En 1970, Jacqueline Susann, que le cancer finira par vaincre en 1974, récidive avec The love machine. Même recette - la peinture moitié guimauve, moitié vitriol d’un petit monde obsédé par l’argent, l’ambition et le sexe -, même succès. L’ouvrage se vend à 4,5 millions d’exemplaires aux Etats-Unis. Mais l’agence Hoffman, chargée de négocier les droits pour la France, rame. "La déconfiture de Nielsen avait échaudé tout le monde. Un beau jour, Hoffman a fini par frapper à notre porte, un peu en désespoir de cause. Il avait essuyé vingt et un refus avant nous. Nous avons signé tout de suite, se souvient Pierre Belfond. Par jeu, j’étais curieux de voir ce que donnerait un livre refusé par vingt et un confrères." Les éditions Belfond ont déjà sept ans d’existence, mais c’est encore une petite maison, aux finances plus que précaires, faute de locomotives. Or cette fois, la sauce prend. Love machine se vend à 120 000 exemplaires et propulse Belfond dans la cour des éditeurs qui comptent.
Tombé amoureux
L’histoire de la maison sera ainsi ponctuée de quelques jolis coups de dés, décidés à l’instinct. Ainsi du Dictionnaire khazar, ébouriffant "roman-lexique" dont Pierre Belfond était tombé amoureux au point d’en acheter les droits mondiaux (les pays de l’Est exceptés) : "C’était le genre d’ouvrage a priori destiné à cinquante personnes. Mais la presse a été dithyrambique. Nous en avons vendu 30 000 exemplaires en France, et les droits dans vingt pays." (1)

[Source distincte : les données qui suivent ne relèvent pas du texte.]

use crate::shared::icons::icon;
use crate::shared::resource::FileUpload;
use leptos::prelude::*;
use wasm_bindgen::JsCast;

/// File picker for an image field.
///
/// Shows the stored image while no new file is picked, then the picked
/// file's name. The file is read in the background and handed to `on_pick`.
#[component]
pub fn ImageInput(
    #[prop(into)]
    label: String,
    /// URL of the image already stored with the entity
    #[prop(into)]
    existing: Signal<Option<String>>,
    /// Name of the newly picked file
    #[prop(into)]
    picked: Signal<Option<String>>,
    on_pick: Callback<FileUpload>,
) -> impl IntoView {
    let handle_file_select = move |ev: leptos::ev::Event| {
        let input = ev
            .target()
            .and_then(|t| t.dyn_into::<web_sys::HtmlInputElement>().ok());
        let Some(file) = input.and_then(|i| i.files()).and_then(|files| files.get(0)) else {
            return;
        };
        wasm_bindgen_futures::spawn_local(async move {
            match FileUpload::read(&file).await {
                Ok(upload) => on_pick.run(upload),
                Err(e) => log::warn!("failed to read {}: {}", file.name(), e),
            }
        });
    };

    view! {
        <div class="image-input">
            <label class="image-input__label">
                {icon("image")}
                <span>{label}</span>
                <input type="file" accept="image/*" class="hidden" on:change=handle_file_select />
            </label>
            {move || match (picked.get(), existing.get()) {
                (Some(name), _) => view! { <span class="image-input__file">{name}</span> }.into_any(),
                (None, Some(url)) => view! { <img class="image-input__preview" src=url alt="" /> }.into_any(),
                (None, None) => view! { <span class="text-muted">"No image selected"</span> }.into_any(),
            }}
        </div>
    }
}
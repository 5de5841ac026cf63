use crate::shared::validation::ValidationRules;
use serde::{Deserialize, Serialize};

// ============================================================================
// Aggregate
// ============================================================================

/// Product model (line or series within a category).
///
/// The storefront keeps model names unique and the list endpoint only
/// guarantees `modelName`, so the name doubles as the key.
#[derive(Debug, Clone, PartialEq, Eq, Serialize, Deserialize)]
pub struct Model {
    #[serde(rename = "_id", default, skip_serializing_if = "Option::is_none")]
    pub record_id: Option<String>,

    #[serde(rename = "modelName")]
    pub model_name: String,
}

impl Model {
    pub fn new(name: impl Into<String>) -> Self {
        Self {
            record_id: None,
            model_name: name.into(),
        }
    }

    pub fn key(&self) -> &str {
        &self.model_name
    }
}

pub mod fields {
    pub const MODEL_NAME: &str = "modelName";
}

pub const MODEL_NAME_RULES: ValidationRules = ValidationRules::required();

#[cfg(test)]
mod tests {
    use super::*;

    #[test]
    fn test_parse_with_record_id() {
        let m: Model =
            serde_json::from_str(r#"{"_id":"66f0a1","modelName":"Air Max"}"#).unwrap();
        assert_eq!(m.record_id.as_deref(), Some("66f0a1"));
        assert_eq!(m.key(), "Air Max");
    }
}
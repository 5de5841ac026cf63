use crate::domain::a003_hero::ui::details::HeroDialog;
use crate::shared::catalog::use_catalog;
use crate::shared::components::confirm_dialog::ConfirmDialog;
use crate::shared::components::page_header::PageHeader;
use crate::shared::icons::icon;
use crate::shared::page_frame::{PageFrame, PAGE_CAT_GALLERY};
use crate::shared::resource::Verb;
use leptos::prelude::*;
use thaw::*;

/// Gallery of the storefront hero banners
#[component]
#[allow(non_snake_case)]
pub fn HeroList() -> impl IntoView {
    let heroes = use_catalog().heroes;
    let pending_delete = RwSignal::new(None::<String>);
    let confirm_open = RwSignal::new(false);

    heroes.refresh();

    let can_delete = Signal::derive(move || heroes.read(|c| c.supports(Verb::Delete)));
    let confirm_delete = Callback::new(move |_: ()| {
        if let Some(id) = pending_delete.get_untracked() {
            heroes.delete(id);
        }
        pending_delete.set(None);
    });

    view! {
        <PageFrame page_id="a003_hero--gallery" category=PAGE_CAT_GALLERY>
            <PageHeader
                title="Hero banners"
                loading=Signal::derive(move || heroes.read(|c| c.is_loading()))
            >
                <Button
                    appearance=ButtonAppearance::Primary
                    on_click=move |_| heroes.get().open_create()
                >
                    {icon("plus")}
                    " Add Hero"
                </Button>
            </PageHeader>

            <div class="page__content hero-gallery">
                {move || heroes.read(|c| c.items()).into_iter().map(|hero| {
                    let id = hero.id.clone();
                    view! {
                        <div class="hero-card">
                            <img class="hero-card__image" src=hero.image alt="" />
                            <div class="hero-card__body">
                                <div class="hero-card__title">{hero.title}</div>
                                <div class="hero-card__desc">{hero.desc}</div>
                            </div>
                            <Show when=move || can_delete.get()>
                                <Button
                                    size=ButtonSize::Small
                                    appearance=ButtonAppearance::Subtle
                                    on_click={
                                        let id = id.clone();
                                        move |_| {
                                            pending_delete.set(Some(id.clone()));
                                            confirm_open.set(true);
                                        }
                                    }
                                >
                                    {icon("delete")}
                                </Button>
                            </Show>
                        </div>
                    }
                }).collect_view()}
            </div>

            <HeroDialog />
            <ConfirmDialog
                open=confirm_open
                title="Delete hero"
                message="Are you sure you want to delete this hero banner?"
                on_confirm=confirm_delete
            />
        </PageFrame>
    }
}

Ainsi de Scarlett, la suite d’Autant en emporte le vent. En 1988, les héritiers de Margaret Mitchell, déterminés à ne pas laisser filer la poule aux œufs d’or (en clair : qu’Autant en emporte le vent ne tombe pas de sitôt dans le domaine public), veulent donner une suite au best-seller d’avant-guerre, qu’ils confient à Alexandra Ripley, déjà auteure de romans sudistes à succès. Les enchères, mondiales, sont menées avant même que le manuscrit ne soit terminé et alors qu’il n’a pas encore de titre. C’est l’agence Michelle Lapautre qui négocie les droits pour la France. "Les enchères ont démarré à 100 000 dollars, entre quatorze éditeurs. Au bout de quinze jours, nous n’étions plus que deux en lice. Michelle nous a alors donné le nom de notre concurrent, c’était Robert Laffont. Et elle a précisé : "Vous êtes tous les deux à 900 000 dollars. Vous donnez un dernier chiffre et c’est terminé." Je me doutais que Laffont monterait au million. J’ai donc proposé un million et un dollar." Un vrai coup de poker, pour un chiffre historique, décidé sans compte d’exploitation : cela paraîtrait une hérésie aujourd’hui. "De toute façon, Franca et moi, nous avons toujours été nuls en comptabilité, dit Pierre Belfond. Enfin, pour Scarlett, quand nous avons vu que ça dépassait les 500 000 dollars, nous avons quand même griffonné quelques chiffres sur un bout de papier, frais de traduction, d’impression, reventes en poche, aux clubs, mais sans entrer dans les détails. Quand vous courrez le risque d’accepter un à-valoir très important, tout se passe bien, parce que vous avez jugé que le livre le méritait et que vous allez vous battre pour qu’il soit un succès. Nous nous sommes plus souvent cassé la figure avec des choses à mi-chemin, c’est-à-dire des livres payés cher et en même temps pas trop cher, mais pour lesquels nous n’étions pas assez sûrs de nous."
Galerie d’art
Malgré l’éreintement des critiques, Scarlett, porté par le matraquage d’un lancement mondial, est un succès de curiosité : 470 000 exemplaires vendus en trois mois. Mais quand le livre paraît, en septembre 1991, les Belfond ne sont plus aux commandes de leur maison. Ils avaient décidé, en 1985, d’introduire leur maison en Bourse. Ils vont vite s’apercevoir que c’était une mauvaise idée : "Quand vous êtes en Bourse, vous recevez des lettres et des coups de fil de petits actionnaires qui vous demandent des comptes ! La pression financière était devenue trop forte, elle nous détournait de notre métier." En 1989, ils profitent d’une opportunité (l’éditeur médical Masson qui caresse l’envie de s’implanter en littérature générale) pour vendre leur maison. Deux ans plus tard, le nouveau propriétaire les débarque. Pierre et Franca Belfond ouvrent une galerie d’art.
(1) Le dictionnaire khazar a été réédité en 2015 par Le Nouvel Attila, ISBN : 978-2-37100-014-8.